Keinen Schritt zurück
Das Post-Corona-Wiederaufbauprogramm
Wo steht unsere Welt und wie geht es mit ihr weiter? Das ist die zentrale Frage, die sich in den ungewissen Zeiten der Corona-Pandemie nicht nur Soziologen, Zukunftsforscher, Philosophen, Politiker und Unternehmenslenker stellen. Es gibt nur wenige Menschen, die in der Lage sind, darauf eine Antwort mit Gewicht zu geben. Der bengalische Wirtschaftswissenschaftler Professor Muhammad Yunus ist einer davon, denn er ist kein trockener Theoretiker, sondern ein Mann der Tat. Mit seiner 1976 gegründeten Grameen Bank hat er über Mikrokredite an die Ärmsten millionenfach menschenwürdige Existenzen ermöglicht. 2006 wurde ihm für sein Lebenswerk der Friedensnobelpreis verliehen. Auch das von ihm entworfene Unternehmensmodell des Social Business hat hunderttausendfach in der Praxis bewiesen, dass es Missstände nachhaltig behebt. Mit seinem vor wenigen Wochen veröffentlichten Manifest „Keinen Schritt zurück (No Going Back)" fordert er von den Regierungen dieser Welt ein radikales Umdenken zu einem sozialen und umweltorientierten Bewusstsein.
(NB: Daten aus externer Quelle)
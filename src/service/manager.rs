//! Drives every enabled service instance.
//!
//! The manager owns a fixed set of [`ServiceRuntimeInstance`]s built once at
//! startup. Bulk operations fan out one tokio task per instance so that a
//! slow or failing service never holds up its siblings.

use crate::config::ServiceConfig;
use crate::error::{Error, Result};
use crate::service::contract::HealthReport;
use crate::service::instance::{ErrorRecord, InstanceSnapshot, ServiceRuntimeInstance};
use crate::service::lifecycle::LifecycleLog;
use crate::service::registry::ServiceRegistry;
use crate::service::state::ServiceState;
use chrono::{DateTime, Utc};
use futures::future::join_all;
use serde::Serialize;
use serde_json::{Map, Value};
use std::collections::{BTreeMap, HashMap};
use std::sync::Arc;
use std::time::Duration;
use tokio::time::Instant;

/// Manager settings
#[derive(Debug, Clone)]
pub struct ManagerSettings {
    /// Upper bound on a single service health check
    pub health_check_timeout: Duration,
}

impl Default for ManagerSettings {
    fn default() -> Self {
        Self {
            health_check_timeout: Duration::from_secs(2),
        }
    }
}

/// Status of every instance at one point in time
#[derive(Debug, Clone, Serialize)]
pub struct ManagerSnapshot {
    /// When the snapshot was taken
    pub taken_at: DateTime<Utc>,
    /// Instance snapshots by name
    pub services: BTreeMap<String, InstanceSnapshot>,
}

impl ManagerSnapshot {
    /// State of one service, if present
    pub fn state_of(&self, name: &str) -> Option<ServiceState> {
        self.services.get(name).map(|s| s.state)
    }

    /// Number of services in `state`
    pub fn count_in(&self, state: ServiceState) -> usize {
        self.services.values().filter(|s| s.state == state).count()
    }
}

/// Health of one service together with its lifecycle status
#[derive(Debug, Clone, Serialize)]
pub struct ServiceHealth {
    /// Lifecycle state when the check began
    pub state: ServiceState,
    /// Health report
    pub health: HealthReport,
    /// Last failure
    #[serde(skip_serializing_if = "Option::is_none")]
    pub last_error: Option<ErrorRecord>,
    /// Last time the service reached RUNNING
    pub started_at: Option<DateTime<Utc>>,
    /// Last time the service reached STOPPED
    pub stopped_at: Option<DateTime<Utc>>,
}

/// A service whose stop failed
#[derive(Debug, Clone, PartialEq, Serialize)]
pub struct StopFailure {
    /// Service name
    pub service: String,
    /// Failure message
    pub message: String,
}

/// How the coordinated shutdown went
#[derive(Debug, Clone, Copy, PartialEq, Eq, Serialize)]
#[serde(rename_all = "snake_case")]
pub enum ShutdownOutcome {
    /// Every stop completed successfully
    Clean,
    /// Every stop finished in time but some failed
    Degraded,
    /// At least one stop was still running at the deadline
    TimedOut,
}

impl ShutdownOutcome {
    /// Process exit code for this outcome
    pub fn exit_code(self, strict: bool) -> u8 {
        match self {
            ShutdownOutcome::Clean => 0,
            ShutdownOutcome::Degraded if strict => 1,
            ShutdownOutcome::Degraded => 0,
            ShutdownOutcome::TimedOut => 2,
        }
    }
}

/// Result of [`ServiceManager::stop_all`]
#[derive(Debug, Clone, Default, Serialize)]
pub struct ShutdownReport {
    /// Services stopped cleanly
    pub stopped: Vec<String>,
    /// Services whose stop failed within the grace period
    pub failed: Vec<StopFailure>,
    /// Services still stopping at the deadline
    pub timed_out: Vec<String>,
}

impl ShutdownReport {
    /// Overall outcome
    pub fn outcome(&self) -> ShutdownOutcome {
        if !self.timed_out.is_empty() {
            ShutdownOutcome::TimedOut
        } else if !self.failed.is_empty() {
            ShutdownOutcome::Degraded
        } else {
            ShutdownOutcome::Clean
        }
    }
}

/// Service manager
///
/// Shared behind an `Arc` by the application, the control plane, the
/// monitor and the HTTP handlers. All methods take `&self`.
pub struct ServiceManager {
    /// Instances in enabled order
    instances: Vec<Arc<ServiceRuntimeInstance>>,
    /// Name to position in `instances`
    index: HashMap<String, usize>,
    /// Lifecycle event log
    lifecycle: Arc<LifecycleLog>,
    /// Settings
    settings: ManagerSettings,
}

impl ServiceManager {
    /// Build a manager for the enabled services.
    ///
    /// Resolution, option validation and `configure` all happen before the
    /// manager is returned. Any failure aborts the whole build.
    #[tracing::instrument(skip(registry, services, settings), fields(num_services = enabled.len()))]
    pub async fn build(
        registry: &ServiceRegistry,
        enabled: &[String],
        services: &BTreeMap<String, ServiceConfig>,
        settings: ManagerSettings,
    ) -> Result<Self> {
        let descriptors = registry.resolve(enabled)?;

        let empty = ServiceConfig::default();
        let mut problems = Vec::new();
        let mut resolved = Vec::with_capacity(descriptors.len());
        for descriptor in descriptors {
            let service_config = services.get(descriptor.name()).unwrap_or(&empty);
            match descriptor.resolve_options(&service_config.options) {
                Ok(options) => resolved.push((descriptor, options, service_config.metadata.clone())),
                Err(e) => problems.push(e),
            }
        }

        for problem in &problems {
            tracing::error!(error = %problem, "Service options rejected");
        }
        if let Some(first) = problems.into_iter().next() {
            return Err(first);
        }

        let lifecycle = Arc::new(LifecycleLog::new());
        let mut instances = Vec::with_capacity(resolved.len());
        let mut index = HashMap::with_capacity(resolved.len());

        for (descriptor, options, metadata) in resolved {
            let service = registry.instantiate(descriptor.name())?;
            let instance = Arc::new(ServiceRuntimeInstance::new(
                Arc::clone(&descriptor),
                service,
                options,
                metadata,
                Arc::clone(&lifecycle),
            ));
            instance.register()?;
            instance.configure().await?;

            index.insert(descriptor.name().to_string(), instances.len());
            instances.push(instance);
        }

        tracing::info!(services = ?index.keys().collect::<Vec<_>>(), "Service manager built");
        Ok(Self {
            instances,
            index,
            lifecycle,
            settings,
        })
    }

    /// Build a manager with no services
    pub fn empty(settings: ManagerSettings) -> Self {
        Self {
            instances: Vec::new(),
            index: HashMap::new(),
            lifecycle: Arc::new(LifecycleLog::new()),
            settings,
        }
    }

    fn instance(&self, name: &str) -> Result<&Arc<ServiceRuntimeInstance>> {
        self.index
            .get(name)
            .map(|&i| &self.instances[i])
            .ok_or_else(|| Error::ServiceNotFound(name.to_string()))
    }

    /// Start every instance that can be started, concurrently.
    ///
    /// A failing or panicking service ends in ERROR without affecting the
    /// others. Returns the status once every start has finished.
    #[tracing::instrument(skip(self))]
    pub async fn start_all(&self) -> ManagerSnapshot {
        let tasks = self
            .instances
            .iter()
            .filter(|i| i.state().can_start())
            .map(|instance| {
                let worker = Arc::clone(instance);
                let handle = tokio::spawn(async move { worker.start().await });
                (Arc::clone(instance), handle)
            })
            .collect::<Vec<_>>();

        tracing::info!(num_services = tasks.len(), "Starting services");

        join_all(tasks.into_iter().map(|(instance, handle)| async move {
            match handle.await {
                Ok(Ok(_)) => {}
                Ok(Err(e)) => {
                    tracing::warn!(service = %instance.name(), error = %e, "Service did not start")
                }
                Err(e) => {
                    tracing::error!(service = %instance.name(), error = %e, "Start task panicked");
                    instance.force_error(format!("start task failed: {}", e));
                }
            }
        }))
        .await;

        let snapshot = self.snapshot();
        tracing::info!(
            running = snapshot.count_in(ServiceState::Running),
            failed = snapshot.count_in(ServiceState::Error),
            "Start complete"
        );
        snapshot
    }

    /// Stop every RUNNING instance, concurrently, within `grace`.
    ///
    /// Stops still in flight at the deadline are marked ERROR and their
    /// late completion is ignored. The stop tasks themselves keep running.
    #[tracing::instrument(skip(self))]
    pub async fn stop_all(&self, grace: Duration) -> ShutdownReport {
        let deadline = Instant::now() + grace;

        let tasks = self
            .instances
            .iter()
            .filter(|i| i.state() == ServiceState::Running)
            .map(|instance| {
                let worker = Arc::clone(instance);
                let handle = tokio::spawn(async move { worker.stop().await });
                (Arc::clone(instance), handle)
            })
            .collect::<Vec<_>>();

        tracing::info!(num_services = tasks.len(), grace = ?grace, "Stopping services");

        let results = join_all(tasks.into_iter().map(|(instance, handle)| async move {
            let result = tokio::time::timeout_at(deadline, handle).await;
            (instance, result)
        }))
        .await;

        let mut report = ShutdownReport::default();
        for (instance, result) in results {
            let name = instance.name().to_string();
            match result {
                Ok(Ok(Ok(_))) => report.stopped.push(name),
                Ok(Ok(Err(e))) => report.failed.push(StopFailure {
                    service: name,
                    message: e.to_string(),
                }),
                Ok(Err(e)) => {
                    tracing::error!(service = %name, error = %e, "Stop task panicked");
                    instance.force_error(format!("stop task failed: {}", e));
                    report.failed.push(StopFailure {
                        service: name,
                        message: e.to_string(),
                    });
                }
                Err(_) => {
                    tracing::error!(service = %name, grace = ?grace, "Stop did not complete in time");
                    instance.force_error(format!(
                        "stop timed out after {}ms",
                        grace.as_millis()
                    ));
                    report.timed_out.push(name);
                }
            }
        }

        tracing::info!(
            stopped = report.stopped.len(),
            failed = report.failed.len(),
            timed_out = report.timed_out.len(),
            "Shutdown complete"
        );
        report
    }

    /// Start one service
    #[tracing::instrument(skip(self))]
    pub async fn start(&self, name: &str) -> Result<ServiceState> {
        self.instance(name)?.start().await
    }

    /// Stop one service. Stopping a STOPPED service is a no-op.
    #[tracing::instrument(skip(self))]
    pub async fn stop(&self, name: &str) -> Result<ServiceState> {
        self.instance(name)?.stop().await
    }

    /// Retry a service in ERROR
    #[tracing::instrument(skip(self))]
    pub async fn retry(&self, name: &str) -> Result<ServiceState> {
        self.instance(name)?.retry().await
    }

    /// Stop a running service (if running) and start it again.
    ///
    /// A service in ERROR is retried instead.
    #[tracing::instrument(skip(self))]
    pub async fn restart(&self, name: &str) -> Result<ServiceState> {
        let instance = self.instance(name)?;
        match instance.state() {
            ServiceState::Running => {
                instance.stop().await?;
                instance.start().await
            }
            ServiceState::Error => instance.retry().await,
            _ => instance.start().await,
        }
    }

    /// Record a runtime fault detected outside the service
    #[tracing::instrument(skip(self, message))]
    pub async fn report_fault(&self, name: &str, message: impl Into<String>) -> Result<ServiceState> {
        self.instance(name)?.fault(message).await
    }

    /// Status of every instance
    pub fn snapshot(&self) -> ManagerSnapshot {
        ManagerSnapshot {
            taken_at: Utc::now(),
            services: self
                .instances
                .iter()
                .map(|i| (i.name().to_string(), i.snapshot()))
                .collect(),
        }
    }

    /// Status of one instance
    pub fn instance_snapshot(&self, name: &str) -> Result<InstanceSnapshot> {
        Ok(self.instance(name)?.snapshot())
    }

    /// Health of one service
    pub async fn health(&self, name: &str) -> Result<ServiceHealth> {
        let instance = self.instance(name)?;
        Ok(self.check(instance).await)
    }

    /// Health of every service, checked concurrently
    pub async fn health_all(&self) -> BTreeMap<String, ServiceHealth> {
        let checks = self.instances.iter().map(|instance| async move {
            (instance.name().to_string(), self.check(instance).await)
        });
        join_all(checks).await.into_iter().collect()
    }

    async fn check(&self, instance: &ServiceRuntimeInstance) -> ServiceHealth {
        let snapshot = instance.snapshot();
        let health = instance.health(self.settings.health_check_timeout).await;
        ServiceHealth {
            state: snapshot.state,
            health,
            last_error: snapshot.last_error,
            started_at: snapshot.started_at,
            stopped_at: snapshot.stopped_at,
        }
    }

    /// Route a sub-surface operation to a running service
    #[tracing::instrument(skip(self, payload))]
    pub async fn dispatch(&self, name: &str, operation: &str, payload: Value) -> Result<Value> {
        self.instance(name)?.dispatch(operation, payload).await
    }

    /// Service names in enabled order
    pub fn names(&self) -> Vec<String> {
        self.instances.iter().map(|i| i.name().to_string()).collect()
    }

    /// Name and description of every service
    pub fn descriptions(&self) -> Map<String, Value> {
        self.instances
            .iter()
            .map(|i| {
                (
                    i.name().to_string(),
                    Value::String(i.descriptor().description().to_string()),
                )
            })
            .collect()
    }

    /// Whether `name` is managed here
    pub fn contains(&self, name: &str) -> bool {
        self.index.contains_key(name)
    }

    /// Number of managed services
    pub fn len(&self) -> usize {
        self.instances.len()
    }

    /// Whether no services are managed
    pub fn is_empty(&self) -> bool {
        self.instances.is_empty()
    }

    /// Lifecycle event log
    pub fn lifecycle(&self) -> &Arc<LifecycleLog> {
        &self.lifecycle
    }
}

impl std::fmt::Debug for ServiceManager {
    fn fmt(&self, f: &mut std::fmt::Formatter<'_>) -> std::fmt::Result {
        f.debug_struct("ServiceManager")
            .field("services", &self.names())
            .finish()
    }
}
Herr Yunus, wie geht es Ihnen in dieser schwierigen Zeit?

Sie werden im Juni diesen Jahres 80 Jahre alt. Ursprünglich wollten Sie Ihren Geburtstag zum Anlass nehmen, um über vier Tage in München mit dem „Super HappYYness Festival" Ihre bislang größte Sozialkonferenz mit vielen Gleichgesinnten, Vordenkern und Zukunftsgestaltern zu feiern. Was ist nun Ihr Plan?
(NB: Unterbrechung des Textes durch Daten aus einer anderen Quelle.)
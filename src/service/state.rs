//! Lifecycle vocabulary shared by every service instance.
//!
//! [`ServiceState::apply`] is the single source of truth for which
//! [`Trigger`] is legal in which state. Everything that mutates an
//! instance's state goes through it.

use serde::{Deserialize, Serialize};
use std::fmt;

/// Lifecycle state of a service instance
#[derive(Debug, Clone, Copy, PartialEq, Eq, Hash, Serialize, Deserialize)]
#[serde(rename_all = "SCREAMING_SNAKE_CASE")]
pub enum ServiceState {
    /// Instance exists but has not been registered with the manager
    Unregistered,
    /// Registered and waiting for configuration or a start request
    Initializing,
    /// `start` is in flight
    Starting,
    /// Operational; sub-surface is reachable
    Running,
    /// `stop` is in flight
    Stopping,
    /// Stopped cleanly; may be started again
    Stopped,
    /// Failed; may be retried
    Error,
}

/// Event that drives a state change
#[derive(Debug, Clone, Copy, PartialEq, Eq, Hash, Serialize, Deserialize)]
#[serde(rename_all = "snake_case")]
pub enum Trigger {
    /// Instance was handed to the manager
    Register,
    /// Options were accepted by the service
    Configure,
    /// A start was requested
    Start,
    /// `start` returned successfully
    StartSucceeded,
    /// `start` returned an error
    StartFailed,
    /// A stop was requested
    Stop,
    /// `stop` returned successfully
    StopCompleted,
    /// `stop` returned an error or did not finish in time
    StopFailed,
    /// A failure detected outside of a start/stop call
    Fault,
    /// A retry was requested for a failed instance
    Retry,
}

impl ServiceState {
    /// Every state, in lifecycle order.
    pub const ALL: [ServiceState; 7] = [
        ServiceState::Unregistered,
        ServiceState::Initializing,
        ServiceState::Starting,
        ServiceState::Running,
        ServiceState::Stopping,
        ServiceState::Stopped,
        ServiceState::Error,
    ];

    /// Apply `trigger` to this state.
    ///
    /// Returns the destination state, or `None` when the transition is not
    /// in the table. The caller keeps the current state on `None`.
    pub fn apply(self, trigger: Trigger) -> Option<ServiceState> {
        use ServiceState::*;
        use Trigger::*;

        match (self, trigger) {
            (Unregistered, Register) => Some(Initializing),
            (Initializing, Configure) => Some(Initializing),
            (Initializing, Start) => Some(Starting),
            (Starting, StartSucceeded) => Some(Running),
            (Starting, StartFailed) => Some(Error),
            (Running, Stop) => Some(Stopping),
            (Stopping, StopCompleted) => Some(Stopped),
            (Stopping, StopFailed) => Some(Error),
            (Error, Retry) => Some(Initializing),
            (Stopped, Start) => Some(Starting),
            (Initializing | Starting | Running | Stopping, Fault) => Some(Error),
            _ => None,
        }
    }

    /// Triggers accepted in this state.
    pub fn triggers(self) -> Vec<Trigger> {
        Trigger::ALL
            .into_iter()
            .filter(|t| self.apply(*t).is_some())
            .collect()
    }

    /// Whether a start request is accepted in this state.
    pub fn can_start(self) -> bool {
        self.apply(Trigger::Start).is_some()
    }

    /// Whether the instance is in the middle of a start or stop call.
    pub fn is_transitional(self) -> bool {
        matches!(self, ServiceState::Starting | ServiceState::Stopping)
    }

    /// Upper-case name, as used on the wire.
    pub fn as_str(self) -> &'static str {
        match self {
            ServiceState::Unregistered => "UNREGISTERED",
            ServiceState::Initializing => "INITIALIZING",
            ServiceState::Starting => "STARTING",
            ServiceState::Running => "RUNNING",
            ServiceState::Stopping => "STOPPING",
            ServiceState::Stopped => "STOPPED",
            ServiceState::Error => "ERROR",
        }
    }
}

impl Trigger {
    /// Every trigger.
    pub const ALL: [Trigger; 10] = [
        Trigger::Register,
        Trigger::Configure,
        Trigger::Start,
        Trigger::StartSucceeded,
        Trigger::StartFailed,
        Trigger::Stop,
        Trigger::StopCompleted,
        Trigger::StopFailed,
        Trigger::Fault,
        Trigger::Retry,
    ];

    /// Snake-case name, as used on the wire.
    pub fn as_str(self) -> &'static str {
        match self {
            Trigger::Register => "register",
            Trigger::Configure => "configure",
            Trigger::Start => "start",
            Trigger::StartSucceeded => "start_succeeded",
            Trigger::StartFailed => "start_failed",
            Trigger::Stop => "stop",
            Trigger::StopCompleted => "stop_completed",
            Trigger::StopFailed => "stop_failed",
            Trigger::Fault => "fault",
            Trigger::Retry => "retry",
        }
    }
}

impl fmt::Display for ServiceState {
    fn fmt(&self, f: &mut fmt::Formatter<'_>) -> fmt::Result {
        f.write_str(self.as_str())
    }
}

impl fmt::Display for Trigger {
    fn fmt(&self, f: &mut fmt::Formatter<'_>) -> fmt::Result {
        f.write_str(self.as_str())
    }
}
use async_trait::async_trait;
use mockall::{Sequence, mock};
use serde_json::{Value, json};
use service_host::error::{Error, Result};
use service_host::service::{
    HealthReport, ManagerSettings, Service, ServiceDescriptor, ServiceManager, ServiceOptions,
    ServiceRegistry, ServiceState,
};
use std::collections::BTreeMap;
use std::sync::{Arc, Mutex};

mock! {
    pub ServiceMock {}

    #[async_trait]
    impl Service for ServiceMock {
        async fn configure(&self, options: &ServiceOptions) -> Result<()>;
        async fn start(&self) -> Result<()>;
        async fn stop(&self) -> Result<()>;
        async fn health(&self) -> HealthReport;
        fn operations(&self) -> Vec<&'static str>;
        async fn call(&self, operation: &str, payload: Value) -> Result<Value>;
    }
}

// Helper function to build a manager around a single mocked service
async fn manager_with(mock: MockServiceMock) -> Result<ServiceManager> {
    let shared: Arc<dyn Service> = Arc::new(mock);
    let slot = Mutex::new(Some(shared));

    let mut registry = ServiceRegistry::new();
    registry.register(ServiceDescriptor::new("mocked", "Mocked service"), move |_| {
        slot.lock()
            .unwrap()
            .take()
            .expect("mocked service instantiated twice")
    })?;

    ServiceManager::build(
        &registry,
        &["mocked".to_string()],
        &BTreeMap::new(),
        ManagerSettings::default(),
    )
    .await
}

#[tokio::test]
async fn test_calls_follow_lifecycle_order() -> Result<()> {
    let mut mock = MockServiceMock::new();
    let mut seq = Sequence::new();

    mock.expect_configure()
        .times(1)
        .in_sequence(&mut seq)
        .returning(|_| Ok(()));
    mock.expect_start()
        .times(1)
        .in_sequence(&mut seq)
        .returning(|| Ok(()));
    mock.expect_stop()
        .times(1)
        .in_sequence(&mut seq)
        .returning(|| Ok(()));
    mock.expect_operations().returning(Vec::new);

    let manager = manager_with(mock).await?;
    manager.start_all().await;
    manager.stop("mocked").await?;

    assert_eq!(manager.snapshot().state_of("mocked"), Some(ServiceState::Stopped));
    Ok(())
}

#[tokio::test]
async fn test_call_is_routed_with_payload() -> Result<()> {
    let mut mock = MockServiceMock::new();
    mock.expect_configure().returning(|_| Ok(()));
    mock.expect_start().returning(|| Ok(()));
    mock.expect_operations().returning(|| vec!["sum"]);
    mock.expect_call()
        .withf(|operation, payload| operation == "sum" && payload == &json!([1, 2]))
        .times(1)
        .returning(|_, _| Ok(json!(3)));

    let manager = manager_with(mock).await?;
    manager.start_all().await;

    let result = manager.dispatch("mocked", "sum", json!([1, 2])).await?;
    assert_eq!(result, json!(3));
    Ok(())
}

#[tokio::test]
async fn test_health_is_not_asked_unless_running() -> Result<()> {
    let mut mock = MockServiceMock::new();
    mock.expect_configure().returning(|_| Ok(()));
    mock.expect_start()
        .returning(|| Err(Error::Other("no route to host".to_string())));
    mock.expect_health().never();
    mock.expect_operations().returning(Vec::new);

    let manager = manager_with(mock).await?;
    manager.start_all().await;

    let health = manager.health("mocked").await?;
    assert_eq!(health.state, ServiceState::Error);
    assert!(health.health.detail.unwrap().contains("no route to host"));
    Ok(())
}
Die Rettung von Leben ist zu Recht zum einzigen Thema auf der ganzen Welt geworden. Diese neue Realität fordert jeden von uns in jedem Augenblick heraus. Aufgrund dieser veränderten Fokussierung haben wir das Festival auf nächstes Jahr verschoben, gleiche Daten, gleicher Ort. Die wütende Pandemie macht dieses Festival umso bedeutungsvoller und dringlicher. Es begeistert mich, zu sehen, wie wir durch den Prozess der Festivalorganisation eine wunderbare Konstellation aus Menschen und Institutionen aufgebaut haben, die bereit und in der Lage sind, ein enormes soziales Bewusstsein freizusetzen, um eine bessere Welt für morgen zu schaffen.
Was glauben Sie, wird die Pandemie in den Köpfen bewirken?
Noch nie war es so klar wie heute, dass die Vernetzung die ganze Welt in eine kleine Nachbarschaft verwandelt hat. Niemand ist mehr unbekannt, niemand ist zu weit von den anderen entfernt. Wir können niemanden mehr ignorieren, weil wir seine Bedingungen oder Probleme nicht kennen. Wenn wir nichts tun, dann nur wegen unseres Desinteresses. Unser materielles und psychologisches Glück liegt darin, miteinander zu teilen, nicht darin, einander etwas wegzunehmen. Die Pandemie führt zum Zusammenbruch der bestehenden Weltordnung. Auf der positiven Seite sehen wir die große Chance, eine völlig neue sozioökonomische Ordnung aufzubauen. Schließlich hat uns die alte Ordnung in eine Katastrophe geführt.
Was meinen Sie damit?
Bis das Coronavirus die Nachrichten beherrschte, zählten wir buchstäblich die Tage, bis unser ganzer Planet ob der klimatischen Katastrophe die Existenz der Menschen nicht mehr möglich sein lässt. Außerdem droht eine Massenarbeitslosigkeit, weil künstliche Intelligenz die Arbeit für uns übernehmen wird und die Konzentration von Reichtum explosive Ausmaße erreicht. Wir haben uns gegenseitig immer wieder beteuert, dass dieses Jahrzehnt das der letzten Chancen sein wird.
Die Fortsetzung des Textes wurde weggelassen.